Nine Navies War begins at the start of 1915, after a victorious Germany has overrun France the year before. (Perhaps the BEF didn’t land on time or at all, or they got bottled up in Mons, or the Germans kept to their full-blown, keep the right super-strong and pull back on the left Schlieffen Plan scheme, thereby bagging two French armies in the Rhineland, etc.) Italy, seeing the German victory train leaving the station, joins the Central Powers, as do Spain and Greece. All of which makes for a dreadnought showdown in the Mediterranean, Atlantic Ocean and North Seas, as the avidly Mahanist Kaiser Wilhelm seeks to finally defeat the Royal Navy and thus make Germany into a true global power.

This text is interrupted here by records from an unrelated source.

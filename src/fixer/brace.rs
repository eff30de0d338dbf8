use crate::error::Result;
use chrono::{DateTime, Utc};
use serde::Serialize;
use std::fs;
use std::path::Path;

/// The substring that opens a tracked block, with or without a leading
/// `return` on the same line.
const SEND_OPEN: &str = "reply.send({";

/// Per-file scan state. Lives for exactly one forward pass; reset between
/// files by construction.
#[derive(Debug, Default)]
struct BraceScan {
    inside: bool,
    depth: i32,
}

/// Machine-readable result of one fix run.
#[derive(Debug, Clone, Serialize)]
pub struct FixReport {
    pub base_directory: String,
    pub generated_at: DateTime<Utc>,
    pub examined: usize,
    pub changed: usize,
    pub dry_run: bool,
    pub files: Vec<FileOutcome>,
}

#[derive(Debug, Clone, Serialize)]
pub struct FileOutcome {
    pub file: String,
    pub changed: bool,
    pub patched_lines: usize,
}

fn brace_delta(line: &str) -> i32 {
    let opens = line.matches('{').count() as i32;
    let closes = line.matches('}').count() as i32;
    opens - closes
}

/// Single forward pass over `source`, rewriting each `reply.send({` block
/// whose balanced closing line ends in `};` to end in `});` instead.
/// Returns the patched text and the number of lines rewritten.
///
/// Brace counting is purely textual: a `{` or `}` inside a string or
/// comment literal skews the depth. The route files this targets do not
/// contain such lines, so the scan does not try to account for them.
pub fn fix_source(source: &str) -> (String, usize) {
    let mut lines: Vec<String> = source.split('\n').map(str::to_string).collect();
    let mut scan = BraceScan::default();
    let mut patched = 0usize;

    for line in lines.iter_mut() {
        if !scan.inside {
            if line.contains(SEND_OPEN) {
                scan.inside = true;
                scan.depth = brace_delta(line);
                // A one-liner closes its own block; nothing left to track.
                if scan.depth <= 0 {
                    scan.inside = false;
                }
            }
            continue;
        }

        // A nested `reply.send({` here is counted by its braces only; the
        // depth counter is never re-armed mid-block.
        scan.depth += brace_delta(line);

        if scan.depth <= 0 {
            let trimmed = line.trim_end();
            // `});` already ends correctly; rewriting it again would stack
            // parens, so only a bare `};` ending qualifies.
            if !trimmed.ends_with("});") {
                if let Some(head) = trimmed.strip_suffix("};") {
                    *line = format!("{}}});", head);
                    patched += 1;
                }
            }
            scan.inside = false;
        }
    }

    (lines.join("\n"), patched)
}

/// Apply `fix_source` to the file at `path`, writing the patched text back
/// in place when anything changed. The write is a plain overwrite, not
/// atomic; a crash mid-write can corrupt the file.
pub fn fix_file(path: &Path) -> Result<FileOutcome> {
    let content = fs::read_to_string(path)?;
    let (patched, patched_lines) = fix_source(&content);

    let changed = patched_lines > 0;
    if changed {
        fs::write(path, patched)?;
    }

    Ok(FileOutcome {
        file: path
            .file_name()
            .map(|name| name.to_string_lossy().to_string())
            .unwrap_or_else(|| path.display().to_string()),
        changed,
        patched_lines,
    })
}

It will be the battleships of Britain, Russia and ‘Free France’ versus those of Germany, Italy, Turkey, Austria-Hungary and the captured portion of the divided French fleet. (Each French ship is rolled for at the start of every game. Each can be scuttled, go over to the British, or be captured by the Germans.) There will also be the possibility of later US entry when/if the Japanese switch sides in the Pacific and launch a dastardly surprise attack that finally draws in the Yanks.
Victory is determined on victory points awarded for controlling the various sea zones around Europe. The geography thereby creates a kind of “two front war,” one in the Mediterranean and one in the Atlantic. The Central Powers player is also able to win a “sudden death” victory by controlling the waters immediately surrounding the British Isles for one full year (three turns). If he does so, the British have just been starved into submission.
All the battleships and battle cruisers afloat during that era, along with three late-game British aircraft carriers, are represented in the various nations’ orders of battle, as well as ships that were scheduled to be completed during 1919 if the war had gone on that long.
Random events account for the larger developments taking place in the ground war still going on in Russia, the Middle East and colonial Africa, as well as accounting for capital ship losses due to mines, unexplained internal explosions, as well as submarine, coastal artillery and land based aircraft attack. A top of the line German battleship like the Baden has factors (attack-defense-maximum speed) of 6-8-5, while the British battle cruiser Tiger is a 4-4-7. Top-down, full-color, historic ship icons identify every ship.
The game uses a derivation of the classic Avalon Hill War at Sea. 9NW is simple two-player game with a short three-turn “1915” scenario, which can easily be finished in one sitting, as well as a 12-turn “campaign game” that will require about eight hours to play.